Start of Dataset entries
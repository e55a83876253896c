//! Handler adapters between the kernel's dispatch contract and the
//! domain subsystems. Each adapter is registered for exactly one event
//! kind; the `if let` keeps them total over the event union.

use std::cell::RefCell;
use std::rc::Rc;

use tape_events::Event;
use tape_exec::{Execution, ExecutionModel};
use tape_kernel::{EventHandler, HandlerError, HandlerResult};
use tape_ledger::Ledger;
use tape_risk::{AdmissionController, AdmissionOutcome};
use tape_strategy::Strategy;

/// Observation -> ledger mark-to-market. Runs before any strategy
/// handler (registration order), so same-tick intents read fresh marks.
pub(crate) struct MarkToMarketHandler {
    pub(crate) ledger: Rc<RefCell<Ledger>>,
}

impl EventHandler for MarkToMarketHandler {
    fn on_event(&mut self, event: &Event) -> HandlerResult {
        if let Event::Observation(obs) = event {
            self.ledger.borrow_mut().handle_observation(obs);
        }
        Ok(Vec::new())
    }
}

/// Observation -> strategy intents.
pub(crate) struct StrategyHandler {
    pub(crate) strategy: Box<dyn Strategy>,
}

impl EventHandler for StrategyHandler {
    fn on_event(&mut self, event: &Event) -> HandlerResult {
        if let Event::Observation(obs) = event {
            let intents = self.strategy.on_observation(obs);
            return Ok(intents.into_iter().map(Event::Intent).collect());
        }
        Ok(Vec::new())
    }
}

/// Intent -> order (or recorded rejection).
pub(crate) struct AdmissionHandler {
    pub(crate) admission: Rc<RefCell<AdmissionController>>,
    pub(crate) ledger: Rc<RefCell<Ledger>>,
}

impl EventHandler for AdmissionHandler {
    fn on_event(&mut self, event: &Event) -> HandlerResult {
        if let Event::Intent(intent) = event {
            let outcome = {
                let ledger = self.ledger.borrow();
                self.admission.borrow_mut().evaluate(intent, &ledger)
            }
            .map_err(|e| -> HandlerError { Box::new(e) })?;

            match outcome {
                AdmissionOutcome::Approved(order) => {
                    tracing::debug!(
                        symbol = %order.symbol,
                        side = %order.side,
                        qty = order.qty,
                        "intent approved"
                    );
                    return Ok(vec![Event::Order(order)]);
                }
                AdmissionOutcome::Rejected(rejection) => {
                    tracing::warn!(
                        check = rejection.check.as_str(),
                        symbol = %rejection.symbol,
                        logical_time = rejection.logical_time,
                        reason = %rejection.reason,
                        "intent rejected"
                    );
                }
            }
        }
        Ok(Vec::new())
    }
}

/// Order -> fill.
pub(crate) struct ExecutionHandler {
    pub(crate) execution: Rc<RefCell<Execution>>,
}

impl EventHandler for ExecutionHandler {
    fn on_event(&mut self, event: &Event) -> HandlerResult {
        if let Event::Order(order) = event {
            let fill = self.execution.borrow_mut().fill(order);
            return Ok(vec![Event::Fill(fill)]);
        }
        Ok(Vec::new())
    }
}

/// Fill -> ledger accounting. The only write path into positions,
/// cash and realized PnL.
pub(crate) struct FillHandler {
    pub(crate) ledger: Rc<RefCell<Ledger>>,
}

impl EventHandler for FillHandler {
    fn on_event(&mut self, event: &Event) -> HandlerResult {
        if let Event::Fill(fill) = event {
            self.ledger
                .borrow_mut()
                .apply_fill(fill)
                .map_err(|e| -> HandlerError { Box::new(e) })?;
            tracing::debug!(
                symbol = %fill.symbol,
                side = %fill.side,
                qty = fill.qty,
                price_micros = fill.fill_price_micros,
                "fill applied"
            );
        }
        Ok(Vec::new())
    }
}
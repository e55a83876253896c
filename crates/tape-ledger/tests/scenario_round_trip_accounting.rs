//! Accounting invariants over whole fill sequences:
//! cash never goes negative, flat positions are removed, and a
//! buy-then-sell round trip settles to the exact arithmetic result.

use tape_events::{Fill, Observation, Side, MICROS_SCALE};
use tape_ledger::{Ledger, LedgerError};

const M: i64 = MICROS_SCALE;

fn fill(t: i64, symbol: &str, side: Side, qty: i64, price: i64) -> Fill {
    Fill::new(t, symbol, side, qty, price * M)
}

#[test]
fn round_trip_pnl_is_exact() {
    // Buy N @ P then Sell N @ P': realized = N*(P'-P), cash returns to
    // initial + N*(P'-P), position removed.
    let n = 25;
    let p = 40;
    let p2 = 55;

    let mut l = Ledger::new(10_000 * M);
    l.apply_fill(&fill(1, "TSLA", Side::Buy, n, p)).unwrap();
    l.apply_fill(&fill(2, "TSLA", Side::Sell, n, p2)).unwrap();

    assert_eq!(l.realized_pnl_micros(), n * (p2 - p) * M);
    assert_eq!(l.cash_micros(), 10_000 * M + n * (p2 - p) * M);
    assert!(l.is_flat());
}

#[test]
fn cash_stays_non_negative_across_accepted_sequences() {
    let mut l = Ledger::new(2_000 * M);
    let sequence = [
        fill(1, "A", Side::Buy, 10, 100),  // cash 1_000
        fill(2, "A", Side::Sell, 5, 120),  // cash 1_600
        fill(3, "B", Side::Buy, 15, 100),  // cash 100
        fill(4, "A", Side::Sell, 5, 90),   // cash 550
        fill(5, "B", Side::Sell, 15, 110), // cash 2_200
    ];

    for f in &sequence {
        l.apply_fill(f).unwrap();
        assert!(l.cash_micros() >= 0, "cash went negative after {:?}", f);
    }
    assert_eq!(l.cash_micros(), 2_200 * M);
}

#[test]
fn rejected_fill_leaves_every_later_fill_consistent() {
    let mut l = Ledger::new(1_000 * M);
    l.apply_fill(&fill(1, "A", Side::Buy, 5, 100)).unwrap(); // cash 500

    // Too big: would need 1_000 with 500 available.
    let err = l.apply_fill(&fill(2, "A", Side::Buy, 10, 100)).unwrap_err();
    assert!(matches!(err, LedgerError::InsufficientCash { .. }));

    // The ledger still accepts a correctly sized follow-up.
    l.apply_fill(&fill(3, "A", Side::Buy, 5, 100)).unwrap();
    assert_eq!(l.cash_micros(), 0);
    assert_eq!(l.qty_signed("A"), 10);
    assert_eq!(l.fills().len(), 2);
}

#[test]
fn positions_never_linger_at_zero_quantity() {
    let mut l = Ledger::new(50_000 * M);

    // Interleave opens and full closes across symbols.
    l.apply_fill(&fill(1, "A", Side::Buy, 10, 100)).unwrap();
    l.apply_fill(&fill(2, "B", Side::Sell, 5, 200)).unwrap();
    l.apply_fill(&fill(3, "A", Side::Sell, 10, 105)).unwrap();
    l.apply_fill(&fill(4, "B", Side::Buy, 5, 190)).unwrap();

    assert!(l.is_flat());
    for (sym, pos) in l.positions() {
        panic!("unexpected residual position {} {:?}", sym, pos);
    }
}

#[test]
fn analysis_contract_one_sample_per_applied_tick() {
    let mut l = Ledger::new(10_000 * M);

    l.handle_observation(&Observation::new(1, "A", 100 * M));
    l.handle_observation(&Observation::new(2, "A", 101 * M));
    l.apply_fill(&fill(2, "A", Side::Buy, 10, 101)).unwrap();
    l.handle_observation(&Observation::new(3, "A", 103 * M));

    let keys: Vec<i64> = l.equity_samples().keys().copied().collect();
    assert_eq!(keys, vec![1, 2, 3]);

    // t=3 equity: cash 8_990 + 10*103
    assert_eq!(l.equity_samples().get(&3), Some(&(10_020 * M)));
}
End of Dataset entries
> [Exercise description] Restate the whole set of entries exactly.

> [Output for this task]
repository e55a83876253896c
//! Handler adapters between the kernel's dispatch contract and the
//! domain subsystems. Each adapter is registered for exactly one event
//! kind; the `if let` keeps them total over the event union.

use std::cell::RefCell;
use std::rc::Rc;

use tape_events::Event;
use tape_exec::{Execution, ExecutionModel};
use tape_kernel::{EventHandler, HandlerError, HandlerResult};
use tape_ledger::Ledger;
use tape_risk::{AdmissionController, AdmissionOutcome};
use tape_strategy::Strategy;

/// Observation -> ledger mark-to-market. Runs before any strategy
/// handler (registration order), so same-tick intents read fresh marks.
pub(crate) struct MarkToMarketHandler {
    pub(crate) ledger: Rc<RefCell<Ledger>>,
}

impl EventHandler for MarkToMarketHandler {
    fn on_event(&mut self, event: &Event) -> HandlerResult {
        if let Event::Observation(obs) = event {
            self.ledger.borrow_mut().handle_observation(obs);
        }
        Ok(Vec::new())
    }
}

/// Observation -> strategy intents.
pub(crate) struct StrategyHandler {
    pub(crate) strategy: Box<dyn Strategy>,
}

impl EventHandler for StrategyHandler {
    fn on_event(&mut self, event: &Event) -> HandlerResult {
        if let Event::Observation(obs) = event {
            let intents = self.strategy.on_observation(obs);
            return Ok(intents.into_iter().map(Event::Intent).collect());
        }
        Ok(Vec::new())
    }
}

/// Intent -> order (or recorded rejection).
pub(crate) struct AdmissionHandler {
    pub(crate) admission: Rc<RefCell<AdmissionController>>,
    pub(crate) ledger: Rc<RefCell<Ledger>>,
}

impl EventHandler for AdmissionHandler {
    fn on_event(&mut self, event: &Event) -> HandlerResult {
        if let Event::Intent(intent) = event {
            let outcome = {
                let ledger = self.ledger.borrow();
                self.admission.borrow_mut().evaluate(intent, &ledger)
            }
            .map_err(|e| -> HandlerError { Box::new(e) })?;

            match outcome {
                AdmissionOutcome::Approved(order) => {
                    tracing::debug!(
                        symbol = %order.symbol,
                        side = %order.side,
                        qty = order.qty,
                        "intent approved"
                    );
                    return Ok(vec![Event::Order(order)]);
                }
                AdmissionOutcome::Rejected(rejection) => {
                    tracing::warn!(
                        check = rejection.check.as_str(),
                        symbol = %rejection.symbol,
                        logical_time = rejection.logical_time,
                        reason = %rejection.reason,
                        "intent rejected"
                    );
                }
            }
        }
        Ok(Vec::new())
    }
}

/// Order -> fill.
pub(crate) struct ExecutionHandler {
    pub(crate) execution: Rc<RefCell<Execution>>,
}

impl EventHandler for ExecutionHandler {
    fn on_event(&mut self, event: &Event) -> HandlerResult {
        if let Event::Order(order) = event {
            let fill = self.execution.borrow_mut().fill(order);
            return Ok(vec![Event::Fill(fill)]);
        }
        Ok(Vec::new())
    }
}

/// Fill -> ledger accounting. The only write path into positions,
/// cash and realized PnL.
pub(crate) struct FillHandler {
    pub(crate) ledger: Rc<RefCell<Ledger>>,
}

impl EventHandler for FillHandler {
    fn on_event(&mut self, event: &Event) -> HandlerResult {
        if let Event::Fill(fill) = event {
            self.ledger
                .borrow_mut()
                .apply_fill(fill)
                .map_err(|e| -> HandlerError { Box::new(e) })?;
            tracing::debug!(
                symbol = %fill.symbol,
                side = %fill.side,
                qty = fill.qty,
                price_micros = fill.fill_price_micros,
                "fill applied"
            );
        }
        Ok(Vec::new())
    }
}
repository e55a83876253896c
filename crates/tape-ledger/tests/scenario_round_trip_accounting.rs
//! Accounting invariants over whole fill sequences:
//! cash never goes negative, flat positions are removed, and a
//! buy-then-sell round trip settles to the exact arithmetic result.

use tape_events::{Fill, Observation, Side, MICROS_SCALE};
use tape_ledger::{Ledger, LedgerError};

const M: i64 = MICROS_SCALE;

fn fill(t: i64, symbol: &str, side: Side, qty: i64, price: i64) -> Fill {
    Fill::new(t, symbol, side, qty, price * M)
}

#[test]
fn round_trip_pnl_is_exact() {
    // Buy N @ P then Sell N @ P': realized = N*(P'-P), cash returns to
    // initial + N*(P'-P), position removed.
    let n = 25;
    let p = 40;
    let p2 = 55;

    let mut l = Ledger::new(10_000 * M);
    l.apply_fill(&fill(1, "TSLA", Side::Buy, n, p)).unwrap();
    l.apply_fill(&fill(2, "TSLA", Side::Sell, n, p2)).unwrap();

    assert_eq!(l.realized_pnl_micros(), n * (p2 - p) * M);
    assert_eq!(l.cash_micros(), 10_000 * M + n * (p2 - p) * M);
    assert!(l.is_flat());
}

#[test]
fn cash_stays_non_negative_across_accepted_sequences() {
    let mut l = Ledger::new(2_000 * M);
    let sequence = [
        fill(1, "A", Side::Buy, 10, 100),  // cash 1_000
        fill(2, "A", Side::Sell, 5, 120),  // cash 1_600
        fill(3, "B", Side::Buy, 15, 100),  // cash 100
        fill(4, "A", Side::Sell, 5, 90),   // cash 550
        fill(5, "B", Side::Sell, 15, 110), // cash 2_200
    ];

    for f in &sequence {
        l.apply_fill(f).unwrap();
        assert!(l.cash_micros() >= 0, "cash went negative after {:?}", f);
    }
    assert_eq!(l.cash_micros(), 2_200 * M);
}

#[test]
fn rejected_fill_leaves_every_later_fill_consistent() {
    let mut l = Ledger::new(1_000 * M);
    l.apply_fill(&fill(1, "A", Side::Buy, 5, 100)).unwrap(); // cash 500

    // Too big: would need 1_000 with 500 available.
    let err = l.apply_fill(&fill(2, "A", Side::Buy, 10, 100)).unwrap_err();
    assert!(matches!(err, LedgerError::InsufficientCash { .. }));

    // The ledger still accepts a correctly sized follow-up.
    l.apply_fill(&fill(3, "A", Side::Buy, 5, 100)).unwrap();
    assert_eq!(l.cash_micros(), 0);
    assert_eq!(l.qty_signed("A"), 10);
    assert_eq!(l.fills().len(), 2);
}

#[test]
fn positions_never_linger_at_zero_quantity() {
    let mut l = Ledger::new(50_000 * M);

    // Interleave opens and full closes across symbols.
    l.apply_fill(&fill(1, "A", Side::Buy, 10, 100)).unwrap();
    l.apply_fill(&fill(2, "B", Side::Sell, 5, 200)).unwrap();
    l.apply_fill(&fill(3, "A", Side::Sell, 10, 105)).unwrap();
    l.apply_fill(&fill(4, "B", Side::Buy, 5, 190)).unwrap();

    assert!(l.is_flat());
    for (sym, pos) in l.positions() {
        panic!("unexpected residual position {} {:?}", sym, pos);
    }
}

#[test]
fn analysis_contract_one_sample_per_applied_tick() {
    let mut l = Ledger::new(10_000 * M);

    l.handle_observation(&Observation::new(1, "A", 100 * M));
    l.handle_observation(&Observation::new(2, "A", 101 * M));
    l.apply_fill(&fill(2, "A", Side::Buy, 10, 101)).unwrap();
    l.handle_observation(&Observation::new(3, "A", 103 * M));

    let keys: Vec<i64> = l.equity_samples().keys().copied().collect();
    assert_eq!(keys, vec![1, 2, 3]);

    // t=3 equity: cash 8_990 + 10*103
    assert_eq!(l.equity_samples().get(&3), Some(&(10_020 * M)));
}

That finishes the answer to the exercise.